A Long Term Safety Study of Suvorexant in Participants With Primary Insomnia (MK-4305-009 AM3)

NCT ID: NCT01021813

Last Updated: 2018-09-21

Basic Information

• Recruitment Status: COMPLETED
• Clinical Phase: PHASE3
• Total Enrollment: 781 participants
• Study Classification: INTERVENTIONAL
• Study Start Date: 2009-12-10
• Study Completion Date: 2011-08-01

Brief Summary

This study will establish the safety and tolerability of suvorexant (MK-4305) when administered for up to 14 months. Participants will be randomized to receive suvorexant or placebo for a 12-month double-blind (DB) Treatment Phase. Participants who complete the 12-month DB Treatment Phase will enter a 2-month DB Randomized Discontinuation Phase. At the time of initial randomization, participants assigned to receive suvorexant during the initial 12-month Treatment Phase will be simultaneously randomized, in a 1:1 ratio, to receive either suvorexant or placebo during the 2-month Randomized Discontinuation Phase. Participants randomized to receive placebo in the initial 12-month Treatment Phase will continue to receive placebo during the 2-month Randomized Discontinuation Phase.
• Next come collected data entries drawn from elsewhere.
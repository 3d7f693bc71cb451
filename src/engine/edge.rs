//! Edge detection for digital signals.
//!
//! A button is sampled as a plain boolean once per phase. [`next_state`] folds that
//! sample into the previous [`ButtonState`] so a press shows up as exactly one `Down`,
//! then `Held` for as long as it lasts, then exactly one `Released`.

/// Discrete lifecycle of a digital signal.
#[derive(Debug, Clone, Copy, Default, PartialEq, Eq, Hash)]
#[cfg_attr(feature = "config", derive(serde::Serialize, serde::Deserialize))]
pub enum ButtonState {
    /// Not pressed, and was not pressed on the previous sample.
    #[default]
    None,
    /// Pressed this sample, was not pressed before (press edge).
    Down,
    /// Pressed this sample and the one before.
    Held,
    /// Not pressed this sample, was pressed before (release edge).
    Released,
}

impl ButtonState {
    /// Advance by one raw sample. Method form of [`next_state`].
    #[must_use]
    #[inline]
    pub fn next(self, raw_down: bool) -> Self {
        next_state(self, raw_down)
    }

    /// State implied by the raw value on the previous and the current sample.
    pub fn from_history(was_down: bool, is_down: bool) -> Self {
        match (was_down, is_down) {
            (false, false) => ButtonState::None,
            (false, true) => ButtonState::Down,
            (true, true) => ButtonState::Held,
            (true, false) => ButtonState::Released,
        }
    }

    /// True for `Down` and `Held`.
    pub fn is_active(self) -> bool {
        matches!(self, ButtonState::Down | ButtonState::Held)
    }

    pub fn just_pressed(self) -> bool {
        self == ButtonState::Down
    }

    pub fn just_released(self) -> bool {
        self == ButtonState::Released
    }

    pub fn is_idle(self) -> bool {
        self == ButtonState::None
    }
}

/// Transition table of the edge detector.
///
/// | previous \ raw | true | false    |
/// |----------------|------|----------|
/// | None           | Down | None     |
/// | Down           | Held | Released |
/// | Held           | Held | Released |
/// | Released       | Down | None     |
#[must_use]
#[inline]
pub fn next_state(previous: ButtonState, raw_down: bool) -> ButtonState {
    ButtonState::from_history(previous.is_active(), raw_down)
}
//! sigreplay - replay a recorded input trace through signatures
//!
//! Feeds each recorded frame to the signatures declared on the command line, running one
//! variable-rate pass and the recorded number of fixed-rate passes, and prints what each
//! signature reports for both phases.

use anyhow::{Context, Result};
use clap::{Arg, ArgAction, ArgMatches, Command};
use input_signals::config::{Trace, TuningProfile};
use input_signals::{
    AxisButtonSignature, AxisConsideration, AxisSignature, ButtonSignature, ClickSignature,
    CursorSignature, DualAxisSignature, InputSignature, KeyCode, KeyboardSignature,
    PointerButton, SignalError,
};
use std::path::PathBuf;

fn main() -> Result<()> {
    // Initialize logging for development
    env_logger::init();

    let matches = Command::new("sigreplay")
        .version(input_signals::VERSION)
        .about("Replay a recorded input trace through input signatures")
        .long_about(
            "sigreplay loads a TOML trace of raw backend frames and prints, for every frame, \
             the state each declared signature reports in the variable-rate and fixed-rate phases.",
        )
        .arg(
            Arg::new("trace")
                .help("Path to the trace file ([[frame]] tables)")
                .required(true)
                .index(1),
        )
        .arg(
            Arg::new("tuning")
                .long("tuning")
                .value_name("PROFILE")
                .help("Tuning profile (defaults to the user config profile if present)"),
        )
        .arg(repeated("button", "ID", "Virtual button by id"))
        .arg(repeated(
            "key",
            "KEY",
            "Keyboard key (single character, name or F1..F24)",
        ))
        .arg(repeated("click", "INDEX", "Pointer button by index (0 = left)"))
        .arg(repeated("axis", "ID", "Single analog axis by id"))
        .arg(repeated(
            "axis-button",
            "ID[:positive|negative|absolute]",
            "Analog axis acting as a button",
        ))
        .arg(repeated("dual-axis", "X,Y", "Two axes conditioned as a stick"))
        .arg(
            Arg::new("cursor")
                .long("cursor")
                .action(ArgAction::SetTrue)
                .help("Track the pointer position"),
        )
        .get_matches();

    let trace_path = PathBuf::from(
        matches
            .get_one::<String>("trace")
            .expect("trace argument is required"),
    );

    let profile = match matches.get_one::<String>("tuning") {
        Some(path) => TuningProfile::load(&PathBuf::from(path))
            .with_context(|| format!("loading tuning profile {path}"))?,
        None => TuningProfile::load_or_default()?,
    };

    let mut signatures = build_signatures(&matches, &profile)?;
    if signatures.is_empty() {
        anyhow::bail!(
            "No signatures declared; pass at least one of --button, --key, --click, --axis, \
             --axis-button, --dual-axis, --cursor"
        );
    }

    let trace = Trace::load(&trace_path)
        .with_context(|| format!("loading trace {}", trace_path.display()))?;

    for row in trace.replay(&mut signatures) {
        println!("{row}");
    }

    Ok(())
}

fn repeated(name: &'static str, value_name: &'static str, help: &'static str) -> Arg {
    Arg::new(name)
        .long(name)
        .value_name(value_name)
        .action(ArgAction::Append)
        .help(help)
}

fn values<'a>(matches: &'a ArgMatches, name: &str) -> impl Iterator<Item = &'a String> {
    matches.get_many::<String>(name).into_iter().flatten()
}

fn build_signatures(
    matches: &ArgMatches,
    profile: &TuningProfile,
) -> input_signals::Result<Vec<Box<dyn InputSignature>>> {
    let mut signatures: Vec<Box<dyn InputSignature>> = Vec::new();

    for id in values(matches, "button") {
        signatures.push(Box::new(ButtonSignature::new(id.as_str(), id.as_str())));
    }

    for raw in values(matches, "key") {
        let key = parse_key(raw)?;
        signatures.push(Box::new(KeyboardSignature::new(format!("key:{raw}"), key)));
    }

    for raw in values(matches, "click") {
        let index: u8 = raw
            .parse()
            .map_err(|_| SignalError::invalid_argument(format!("bad pointer index '{raw}'")))?;
        signatures.push(Box::new(ClickSignature::new(
            format!("click:{index}"),
            PointerButton::from_index(index),
        )));
    }

    for id in values(matches, "axis") {
        let mut axis = AxisSignature::new(id.as_str(), id.as_str());
        profile.axis.apply(&mut axis);
        signatures.push(Box::new(axis));
    }

    for raw in values(matches, "axis-button") {
        let (id, consideration) = parse_axis_button(raw)?;
        let mut button = AxisButtonSignature::new(raw.as_str(), id, AxisConsideration::default());
        profile.axis_button.apply(&mut button, consideration);
        signatures.push(Box::new(button));
    }

    for raw in values(matches, "dual-axis") {
        let (x, y) = parse_dual_axis(raw)?;
        let mut stick = DualAxisSignature::new(raw.as_str(), x, y);
        profile.dual_axis.apply(&mut stick);
        signatures.push(Box::new(stick));
    }

    if matches.get_flag("cursor") {
        signatures.push(Box::new(CursorSignature::new("cursor")));
    }

    Ok(signatures)
}

fn parse_key(raw: &str) -> input_signals::Result<KeyCode> {
    let mut chars = raw.chars();
    if let (Some(ch), None) = (chars.next(), chars.next()) {
        return Ok(KeyCode::Char(ch));
    }

    let lower = raw.to_ascii_lowercase();
    let key = match lower.as_str() {
        "space" => KeyCode::Space,
        "enter" | "return" => KeyCode::Enter,
        "escape" | "esc" => KeyCode::Escape,
        "tab" => KeyCode::Tab,
        "backspace" => KeyCode::Backspace,
        "up" => KeyCode::Up,
        "down" => KeyCode::Down,
        "left" => KeyCode::Left,
        "right" => KeyCode::Right,
        "lshift" => KeyCode::LeftShift,
        "rshift" => KeyCode::RightShift,
        "lctrl" => KeyCode::LeftControl,
        "rctrl" => KeyCode::RightControl,
        "lalt" => KeyCode::LeftAlt,
        "ralt" => KeyCode::RightAlt,
        _ => match lower.strip_prefix('f').and_then(|n| n.parse::<u8>().ok()) {
            Some(n) if (1..=24).contains(&n) => KeyCode::F(n),
            _ => {
                return Err(SignalError::invalid_argument(format!(
                    "unknown key '{raw}'"
                )))
            }
        },
    };
    Ok(key)
}

fn parse_axis_button(raw: &str) -> input_signals::Result<(&str, Option<AxisConsideration>)> {
    let Some((id, mode)) = raw.split_once(':') else {
        return Ok((raw, None));
    };

    let consideration = match mode {
        "positive" | "+" => AxisConsideration::Positive,
        "negative" | "-" => AxisConsideration::Negative,
        "absolute" | "abs" => AxisConsideration::Absolute,
        other => {
            return Err(SignalError::invalid_argument(format!(
                "unknown axis consideration '{other}'"
            )))
        }
    };
    Ok((id, Some(consideration)))
}

fn parse_dual_axis(raw: &str) -> input_signals::Result<(&str, &str)> {
    match raw.split_once(',') {
        Some((x, y)) if !x.is_empty() && !y.is_empty() => Ok((x, y)),
        _ => Err(SignalError::invalid_argument(format!(
            "expected X,Y axis ids, got '{raw}'"
        ))),
    }
}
The first 3 nights of the Randomized Discontinuation Phase are referred to as the Run-Out Phase, and will assess rebound and withdrawal.

Conditions

Insomnia

Study Design

• Allocation Method: RANDOMIZED
• Intervention Model: PARALLEL
• Primary Study Purpose: TREATMENT
• Blinding Strategy: DOUBLE

Study Groups

Suvorexant

After a 1-week single-blind placebo run-in, participants received suvorexant (40 mg for participants aged 18 to \<65 years; and 30 mg for participants aged ≥65 years) daily before bedtime for 12 months during the Treatment Phase.

Group Type: EXPERIMENTAL

Suvorexant

Intervention Type: DRUG

Oral tablet (30 mg and 10 mg), administered daily before bedtime

Dose-matched Placebo to Suvorexant

Intervention Type: DRUG

Oral tablet, administered daily before bedtime

Placebo

After a 1-week single-blind placebo run-in, participants received dose-matched placebo to suvorexant (administered according to age) daily before bedtime for 12 months during the Treatment Phase.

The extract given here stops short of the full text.